As I have done previously let’s look at the similarities and differences to the closest equivalent in Azure. There are a number of relational and non-relational database platforms on AWS. This is the same with Azure. As I go through this section, I will point out some of the similar platforms.

Relational Databases (RDS)

RDS types in AWS:

Key features:

RDS runs on virtual machines that you do not have access to remotely manage. Amazon patches the RDS OS and database. It is NOT serverless, though Aurora is considered serverless.

Automated backups between 1-35 days for retention period. Enabled by default and stored in S3. No charge for storage equal to the size of the database. Restore point in time of the most recent backup. Restores a new RDS instance and different endpoint.

Database snapshots

Encryption uses AWS Key Management Service (KMS).

Non-relational databases

DynamoDB - No SQL, non-relational database. single digit millisecond latency. Mobile, web, gaming, ad-tech, IoT use cases. Similar to CosmosDB in Azure.

Advanced DynamoDB

Database Migration Service (DMS) Facilitates a migration from a source database to a target database. DMS can migration on-premises to on-premises, on-premise to AWS, AWS DB service to another AWS DB service. DynamoDB cannot be a source database but can be a target.

Data Warehousing

Redshift - Amazon’s Data Warehouse, business intelligent and data warehousing. Petabyte scale. $.25 per hour up to $1,000 per TB per year. Fraction of the cost of an on-premises Data Warehouse.

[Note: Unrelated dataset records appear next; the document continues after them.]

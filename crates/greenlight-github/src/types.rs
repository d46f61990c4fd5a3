//! Request and response bodies for the endpoints used

use serde::{Deserialize, Serialize};

/// An issue or pull request comment
#[derive(Debug, Clone, PartialEq, Eq, Deserialize)]
pub struct IssueComment {
    pub id: u64,
    #[serde(default)]
    pub body: Option<String>,
}

/// Body for creating or updating a comment
#[derive(Debug, Serialize)]
pub struct CommentRequest<'a> {
    pub body: &'a str,
}

/// Body for `POST /repos/{owner}/{repo}/statuses/{sha}`
#[derive(Debug, Serialize)]
pub struct CommitStatusRequest<'a> {
    pub state: &'a str,
    pub target_url: &'a str,
    pub description: &'a str,
    pub context: &'a str,
}
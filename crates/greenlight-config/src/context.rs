//! Pull request identity from the GitHub Actions environment.

use greenlight_core::{Error, PullRequestRef, Result};
use serde::Deserialize;
use std::path::Path;

/// The pull request and commit a check runs against.
#[derive(Debug, Clone, PartialEq, Eq)]
pub struct ActionContext {
    pub pull_request: PullRequestRef,
    /// Head commit of the pull request
    pub sha: String,
}

#[derive(Debug, Deserialize)]
struct EventPayload {
    pull_request: Option<PullRequestPayload>,
}

#[derive(Debug, Deserialize)]
struct PullRequestPayload {
    number: u64,
    head: HeadPayload,
}

#[derive(Debug, Deserialize)]
struct HeadPayload {
    sha: String,
}

/// Split `owner/name`.
pub fn parse_repository(repository: &str) -> Result<(String, String)> {
    match repository.trim().split_once('/') {
        Some((owner, name)) if !owner.is_empty() && !name.is_empty() && !name.contains('/') => {
            Ok((owner.to_string(), name.to_string()))
        }
        _ => Err(
            Error::configuration(format!("Invalid repository `{repository}`, expected owner/name"))
                .with_detail("repository", repository),
        ),
    }
}

impl ActionContext {
    pub fn new(owner: &str, repo: &str, number: u64, sha: impl Into<String>) -> Self {
        Self {
            pull_request: PullRequestRef::new(owner, repo, number),
            sha: sha.into(),
        }
    }

    /// Build from `GITHUB_REPOSITORY` and a webhook event payload
    pub fn from_event(repository: &str, event_json: &str) -> Result<Self> {
        let (owner, repo) = parse_repository(repository)?;
        let payload: EventPayload = serde_json::from_str(event_json)
            .map_err(|e| Error::configuration(format!("Invalid GitHub event payload: {e}")))?;

        let pull_request = payload
            .pull_request
            .ok_or_else(|| Error::configuration("This action only runs on pull_request events"))?;

        Ok(Self::new(&owner, &repo, pull_request.number, pull_request.head.sha))
    }

    /// Build from an event payload file
    pub async fn from_event_file(repository: &str, event_path: &Path) -> Result<Self> {
        let event_json = tokio::fs::read_to_string(event_path).await.map_err(|e| {
            Error::configuration(format!(
                "Failed to read GitHub event payload {}: {e}",
                event_path.display()
            ))
        })?;
        Self::from_event(repository, &event_json)
    }

    /// Build from `GITHUB_REPOSITORY` and `GITHUB_EVENT_PATH`
    pub async fn from_env() -> Result<Self> {
        let repository = std::env::var("GITHUB_REPOSITORY")
            .map_err(|_| Error::configuration("GITHUB_REPOSITORY is not set"))?;
        let event_path = std::env::var("GITHUB_EVENT_PATH")
            .map_err(|_| Error::configuration("GITHUB_EVENT_PATH is not set"))?;

        Self::from_event_file(&repository, Path::new(&event_path)).await
    }
}
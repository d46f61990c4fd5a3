//! Unified diff parsing.
//!
//! Turns the text GitHub returns for `Accept: application/vnd.github.v3.diff`
//! into per-file hunks, and extracts the lines a pull request adds together
//! with their line numbers in the new file.

use serde::{Deserialize, Serialize};

use crate::error::{Error, Result};
use crate::types::AddedLine;

/// Kind of a line inside a hunk.
#[derive(Debug, Clone, Copy, PartialEq, Eq, Serialize, Deserialize)]
#[serde(rename_all = "lowercase")]
pub enum ChangeKind {
    Added,
    Deleted,
    Context,
}

/// One line of a hunk, without its leading marker.
#[derive(Debug, Clone, PartialEq, Eq, Serialize, Deserialize)]
pub struct Change {
    pub kind: ChangeKind,
    pub content: String,
}

/// A contiguous block of changes.
#[derive(Debug, Clone, PartialEq, Eq, Serialize, Deserialize)]
pub struct Hunk {
    pub old_start: u32,
    pub old_lines: u32,
    /// First line of the hunk in the new file
    pub new_start: u32,
    pub new_lines: u32,
    pub changes: Vec<Change>,
}

/// One file section of a unified diff.
#[derive(Debug, Clone, Default, PartialEq, Eq, Serialize, Deserialize)]
pub struct FileDiff {
    /// Path before the change; `None` for `/dev/null`
    pub from: Option<String>,
    /// Path after the change; `None` for `/dev/null`
    pub to: Option<String>,
    pub deleted: bool,
    pub new_file: bool,
    pub hunks: Vec<Hunk>,
}

/// Lines still expected by the hunk being read.
#[derive(Debug, Clone, Copy)]
struct Remaining {
    old: u32,
    new: u32,
}

impl Remaining {
    fn is_done(&self) -> bool {
        self.old == 0 && self.new == 0
    }
}

/// Parse a unified diff into its file sections.
///
/// A diff without any file sections is valid and yields an empty list.
pub fn parse_pr_diff(text: &str) -> Result<Vec<FileDiff>> {
    if text.trim().is_empty() {
        return Err(Error::parse("Diff content is empty", 0));
    }

    DiffParser::default()
        .run(text)
        .map_err(|message| Error::parse(format!("Failed to parse diff: {message}"), text.len()))
}

/// Added lines of a file, numbered as in the new file.
pub fn added_lines(file: &FileDiff) -> Vec<AddedLine> {
    let mut lines = Vec::new();

    for hunk in &file.hunks {
        let mut line = hunk.new_start;
        for change in &hunk.changes {
            match change.kind {
                ChangeKind::Added => {
                    lines.push(AddedLine {
                        line,
                        content: change.content.clone(),
                    });
                    line = line.saturating_add(1);
                }
                ChangeKind::Deleted => {}
                ChangeKind::Context => line = line.saturating_add(1),
            }
        }
    }

    lines
}

#[derive(Default)]
struct DiffParser {
    files: Vec<FileDiff>,
    current: Option<FileDiff>,
    /// Set when the current section was opened by a `diff --git` line
    git_header: bool,
    remaining: Option<Remaining>,
}

impl DiffParser {
    fn run(mut self, text: &str) -> std::result::Result<Vec<FileDiff>, String> {
        for (index, raw) in text.lines().enumerate() {
            self.line(raw)
                .map_err(|message| format!("line {}: {message}", index + 1))?;
        }
        self.flush();
        Ok(self.files)
    }

    fn line(&mut self, raw: &str) -> std::result::Result<(), String> {
        if let Some(remaining) = self.remaining.filter(|r| !r.is_done()) {
            if self.change(raw, remaining) {
                return Ok(());
            }
        }
        self.remaining = None;

        if let Some((from, to)) = raw
            .strip_prefix("diff --git a/")
            .and_then(|paths| paths.split_once(" b/"))
        {
            self.start(true);
            let file = self.file_mut();
            file.from = Some(from.to_string());
            file.to = Some(to.to_string());
        } else if raw.starts_with("diff ") {
            self.start(true);
        } else if raw.starts_with("new file mode") {
            self.file_mut().new_file = true;
        } else if raw.starts_with("deleted file mode") {
            self.file_mut().deleted = true;
        } else if let Some(path) = raw.strip_prefix("rename from ") {
            self.file_mut().from = Some(path.to_string());
        } else if let Some(path) = raw.strip_prefix("rename to ") {
            self.file_mut().to = Some(path.to_string());
        } else if let Some(path) = raw.strip_prefix("--- ") {
            let reuse = self.git_header
                && self.current.as_ref().is_some_and(|f| f.hunks.is_empty());
            if !reuse {
                self.start(false);
            }
            let file = self.file_mut();
            file.from = header_path(path);
            if file.from.is_none() {
                file.new_file = true;
            }
        } else if let Some(path) = raw.strip_prefix("+++ ") {
            let file = self.file_mut();
            file.to = header_path(path);
            if file.to.is_none() {
                file.deleted = true;
            }
        } else if raw.starts_with("@@") {
            self.hunk(raw)?;
        }
        // Index lines, binary markers, "\ No newline at end of file" and
        // anything else outside a hunk carry nothing we need.

        Ok(())
    }

    /// Record one hunk body line. Returns false if `raw` is not a change line.
    fn change(&mut self, raw: &str, mut remaining: Remaining) -> bool {
        let (kind, content) = match raw.chars().next() {
            Some('+') => (ChangeKind::Added, &raw[1..]),
            Some('-') => (ChangeKind::Deleted, &raw[1..]),
            Some(' ') => (ChangeKind::Context, &raw[1..]),
            // Some tools strip the space from empty context lines
            None => (ChangeKind::Context, ""),
            Some('\\') => return true,
            Some(_) => return false,
        };

        match kind {
            ChangeKind::Added => remaining.new = remaining.new.saturating_sub(1),
            ChangeKind::Deleted => remaining.old = remaining.old.saturating_sub(1),
            ChangeKind::Context => {
                remaining.old = remaining.old.saturating_sub(1);
                remaining.new = remaining.new.saturating_sub(1);
            }
        }
        self.remaining = Some(remaining);

        if let Some(hunk) = self
            .current
            .as_mut()
            .and_then(|file| file.hunks.last_mut())
        {
            hunk.changes.push(Change {
                kind,
                content: content.to_string(),
            });
        }
        true
    }

    fn hunk(&mut self, raw: &str) -> std::result::Result<(), String> {
        let hunk = parse_hunk_header(raw).ok_or_else(|| format!("malformed hunk header `{raw}`"))?;

        let file = self
            .current
            .as_mut()
            .ok_or_else(|| "hunk header before any file header".to_string())?;

        self.remaining = Some(Remaining {
            old: hunk.old_lines,
            new: hunk.new_lines,
        });
        file.hunks.push(hunk);
        Ok(())
    }

    fn start(&mut self, git_header: bool) {
        self.flush();
        self.current = Some(FileDiff::default());
        self.git_header = git_header;
    }

    fn flush(&mut self) {
        if let Some(file) = self.current.take() {
            self.files.push(file);
        }
    }

    fn file_mut(&mut self) -> &mut FileDiff {
        if self.current.is_none() {
            self.start(false);
        }
        self.current.get_or_insert_with(FileDiff::default)
    }
}
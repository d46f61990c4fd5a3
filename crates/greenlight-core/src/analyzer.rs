//! The compatibility pipeline: diff → added lines → features → report.

use crate::compat::{check_targets, classify};
use crate::detection::{join_added, FeatureDetector};
use crate::diff::{added_lines, parse_pr_diff, FileDiff};
use crate::registry::FeatureRegistry;
use crate::report::ReportBuilder;
use crate::types::{BaselineConfig, CompatibilityReport, CompatibilityResult};
use crate::Result;

/// Runs the pipeline for one configuration.
///
/// Files and features are processed sequentially; the only suspension points
/// are registry lookups.
#[derive(Debug, Clone)]
pub struct Analyzer {
    registry: FeatureRegistry,
    detector: FeatureDetector,
    config: BaselineConfig,
}

impl Analyzer {
    pub fn new(registry: FeatureRegistry, config: BaselineConfig) -> Self {
        Self {
            registry,
            detector: FeatureDetector::new(),
            config,
        }
    }

    /// Use a custom detector instead of the built-in signatures
    pub fn with_detector(mut self, detector: FeatureDetector) -> Self {
        self.detector = detector;
        self
    }

    pub fn config(&self) -> &BaselineConfig {
        &self.config
    }

    pub fn registry(&self) -> &FeatureRegistry {
        &self.registry
    }

    /// Analyze a unified diff.
    ///
    /// # Errors
    /// Returns [`crate::Error::Parse`] if the diff is empty or malformed.
    pub async fn analyze_diff(&self, diff_text: &str) -> Result<CompatibilityReport> {
        let files = parse_pr_diff(diff_text)?;
        tracing::info!(files = files.len(), "parsed pull request diff");
        Ok(self.analyze_files(&files).await)
    }

    /// Analyze already-parsed file sections
    pub async fn analyze_files(&self, files: &[FileDiff]) -> CompatibilityReport {
        let mut report = ReportBuilder::new();

        for file in files {
            let Some(path) = file.to.as_deref() else {
                continue;
            };
            if file.deleted {
                continue;
            }

            let lines = added_lines(file);
            if lines.is_empty() {
                continue;
            }

            let content = join_added(&lines);
            for feature_id in self.detector.detect(path, &content) {
                let Some(feature) = self.registry.feature_by_id(&feature_id).await else {
                    tracing::debug!(feature_id = %feature_id, "feature not in registry, skipping");
                    continue;
                };

                let targets = self
                    .config
                    .custom_targets
                    .as_ref()
                    .map(|targets| check_targets(&feature.support, targets));
                if let Some(check) = targets.as_ref().filter(|c| !c.is_compatible()) {
                    tracing::warn!(
                        feature = %feature.name,
                        file = path,
                        browsers = %check.messages().join(", "),
                        "feature is incompatible with custom browser targets"
                    );
                }

                let Some(classification) = classify(feature.status, targets.as_ref(), &self.config) else {
                    continue;
                };

                let status = feature.status;
                let result = CompatibilityResult {
                    line: self.detector.locate(&feature_id, &lines),
                    feature,
                    file_path: path.to_string(),
                    severity: classification.severity,
                    blocking: classification.blocking,
                };
                report.push(result, classification.scored.then_some(status));
            }
        }

        let report = report.finish();
        tracing::info!(
            score = report.score,
            features = report.total_features,
            blocking = report.blocking_count,
            "compatibility analysis complete"
        );
        report
    }
}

Aurora - Amazon’s RDS. MySQL and PostreSQL compatible RDS. Combines speed and availability. Architected to compete with Managed SQL Database, Azure SQL Database and Oracle. More open source to decrease licensing costs. 10 GB and auto-scales to 64 TB. Two copies in each Availablity Zones in a miniumum of three AZs, making six copies replicated and data blocks are continuously scanned and repaired, similar to how Geo-replicated storage works within Azure Storage. Up to 15 read replicas for maximum performance in-region with automated fail-over.

Amazon Aurora Serverless

On-demand, autoscaling configuration of Amazon Aurora. Clusters automatically start up, shut down, and scale capacity based on application needs. Helpful for infrequent, intermittent, or unpredictable workloads. Only pay when someone accesses the websites. Works well as a backend to Lambda.

Elasticache - open source, in memory caching engines. Deploy, operate, and scale for common web queries to increase performance and take the load off of the databases. Speed up existing databases when there are frequent identical queries. Not disk-based databases.

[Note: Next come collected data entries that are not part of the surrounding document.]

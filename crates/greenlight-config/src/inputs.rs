//! Action inputs and their merge with the config file.

use greenlight_core::{
    custom_targets_from_value, parse_custom_targets, BaselineConfig, DatasetLoader, Error, Result,
};
use std::path::PathBuf;

use crate::types::GreenlightConfig;

/// Raw action inputs, as read from `INPUT_*` variables or flags.
///
/// GitHub passes unset inputs as empty strings; those count as absent.
#[derive(Debug, Clone, Default, PartialEq, Eq)]
pub struct ActionInputs {
    pub baseline_year: Option<String>,
    pub block_newly_available: Option<String>,
    pub block_limited_availability: Option<String>,
    pub custom_browser_targets: Option<String>,
}

/// Settings for one run after all sources are merged.
#[derive(Debug, Clone, PartialEq, Eq)]
pub struct ResolvedConfig {
    pub baseline: BaselineConfig,
    pub dataset_path: Option<PathBuf>,
    pub dataset_url: Option<String>,
}

impl ResolvedConfig {
    /// Dataset loader honouring the configured path and URL
    pub fn dataset_loader(&self) -> DatasetLoader {
        DatasetLoader::with_fallbacks(self.dataset_path.clone(), self.dataset_url.clone())
    }
}

/// Parse a boolean action input.
///
/// Accepts the YAML core schema spellings `true`, `True`, `TRUE`, `false`,
/// `False` and `FALSE`.
pub fn parse_bool_input(name: &str, value: &str) -> Result<bool> {
    match value.trim() {
        "true" | "True" | "TRUE" => Ok(true),
        "false" | "False" | "FALSE" => Ok(false),
        other => Err(Error::configuration(format!(
            "Input does not meet YAML 1.2 \"Core Schema\" specification: {name}. \
             Support boolean input list: `true | True | TRUE | false | False | FALSE`"
        ))
        .with_detail("input", name)
        .with_detail("value", other)),
    }
}

fn present(value: &Option<String>) -> Option<&str> {
    value.as_deref().map(str::trim).filter(|v| !v.is_empty())
}

impl ActionInputs {
    /// Merge inputs over the config file over built-in defaults
    ///
    /// # Errors
    /// Returns [`Error::Configuration`] for malformed booleans or custom
    /// targets.
    pub fn resolve(&self, file: &GreenlightConfig) -> Result<ResolvedConfig> {
        let defaults = BaselineConfig::default();

        let target_year = present(&self.baseline_year)
            .map(str::to_string)
            .or_else(|| file.baseline.target_year.clone())
            .unwrap_or(defaults.target_year);

        let block_newly_available = match present(&self.block_newly_available) {
            Some(value) => parse_bool_input("block-newly-available", value)?,
            None => file
                .baseline
                .block_newly_available
                .unwrap_or(defaults.block_newly_available),
        };

        let block_limited_availability = match present(&self.block_limited_availability) {
            Some(value) => parse_bool_input("block-limited-availability", value)?,
            None => file
                .baseline
                .block_limited_availability
                .unwrap_or(defaults.block_limited_availability),
        };

        let custom_targets = match present(&self.custom_browser_targets) {
            Some(value) => parse_custom_targets(value)?,
            None => match &file.baseline.custom_targets {
                Some(table) => {
                    let document = serde_json::to_value(table).map_err(|e| {
                        Error::configuration(format!("Invalid [baseline.custom_targets]: {e}"))
                    })?;
                    custom_targets_from_value(document)?
                }
                None => None,
            },
        };

        Ok(ResolvedConfig {
            baseline: BaselineConfig {
                target_year,
                block_newly_available,
                block_limited_availability,
                custom_targets,
            },
            dataset_path: file.dataset.path.clone(),
            dataset_url: file.dataset.url.clone(),
        })
    }
}

#[cfg(test)]
mod tests {
    use super::*;
    use greenlight_core::{Browser, DatasetSource};

    fn file_config() -> GreenlightConfig {
        toml::from_str(
            r#"
            [baseline]
            target_year = "2022"
            block_limited_availability = true

            [baseline.custom_targets]
            Safari = 16
            "#,
        )
        .unwrap()
    }

    #[test]
    fn test_parse_bool_input() {
        for value in ["true", "True", "TRUE"] {
            assert!(parse_bool_input("x", value).unwrap());
        }
        for value in ["false", "False", "FALSE"] {
            assert!(!parse_bool_input("x", value).unwrap());
        }

        let err = parse_bool_input("block-newly-available", "yes").unwrap_err();
        assert_eq!(err.code(), "CONFIGURATION_ERROR");
        assert!(err.to_string().contains("block-newly-available"));
    }

    #[test]
    fn test_defaults_without_inputs_or_file() {
        let resolved = ActionInputs::default()
            .resolve(&GreenlightConfig::default())
            .unwrap();
        assert_eq!(resolved.baseline, BaselineConfig::default());
        assert_eq!(resolved.dataset_loader().sources(), &[DatasetSource::Snapshot]);
    }

    #[test]
    fn test_file_values_apply() {
        let resolved = ActionInputs::default().resolve(&file_config()).unwrap();
        assert_eq!(resolved.baseline.target_year, "2022");
        assert!(!resolved.baseline.block_newly_available);
        assert!(resolved.baseline.block_limited_availability);

        let targets = resolved.baseline.custom_targets.unwrap();
        assert_eq!(targets[&Browser::Safari], "16");
    }

    #[test]
    fn test_inputs_override_file() {
        let inputs = ActionInputs {
            baseline_year: Some("2024".to_string()),
            block_newly_available: Some("TRUE".to_string()),
            block_limited_availability: Some("false".to_string()),
            custom_browser_targets: Some(r#"{"chrome": "100"}"#.to_string()),
        };
        let resolved = inputs.resolve(&file_config()).unwrap();

        assert_eq!(resolved.baseline.target_year, "2024");
        assert!(resolved.baseline.block_newly_available);
        assert!(!resolved.baseline.block_limited_availability);
        let targets = resolved.baseline.custom_targets.unwrap();
        assert_eq!(targets.len(), 1);
        assert_eq!(targets[&Browser::Chrome], "100");
    }

    #[test]
    fn test_empty_inputs_count_as_absent() {
        let inputs = ActionInputs {
            baseline_year: Some(String::new()),
            block_newly_available: Some("  ".to_string()),
            block_limited_availability: None,
            custom_browser_targets: Some(String::new()),
        };
        let resolved = inputs.resolve(&file_config()).unwrap();
        assert_eq!(resolved.baseline.target_year, "2022");
        assert!(resolved.baseline.custom_targets.is_some());
    }

    #[test]
    fn test_invalid_inputs_are_configuration_errors() {
        let inputs = ActionInputs {
            custom_browser_targets: Some("{not json".to_string()),
            ..ActionInputs::default()
        };
        let err = inputs.resolve(&GreenlightConfig::default()).unwrap_err();
        assert!(matches!(err, Error::Configuration { .. }));
    }
}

Database Migration Service

Cloud service to migration relational, data warehouses, and no-SQL databases.

AWS Schema conversion tool (SCT) can create some or all of the target tables, indexes, views, triggers, etc. These can also be created manually before using the migration tool.

Homogenous migrations - ex: Oracle to Oracle, or SQL to SQL. SCT is not needed.

Heterogenous migrations - SQL to Aurora - will need the SCT.

EC2 instance runs the DMS and SCT, if necessary.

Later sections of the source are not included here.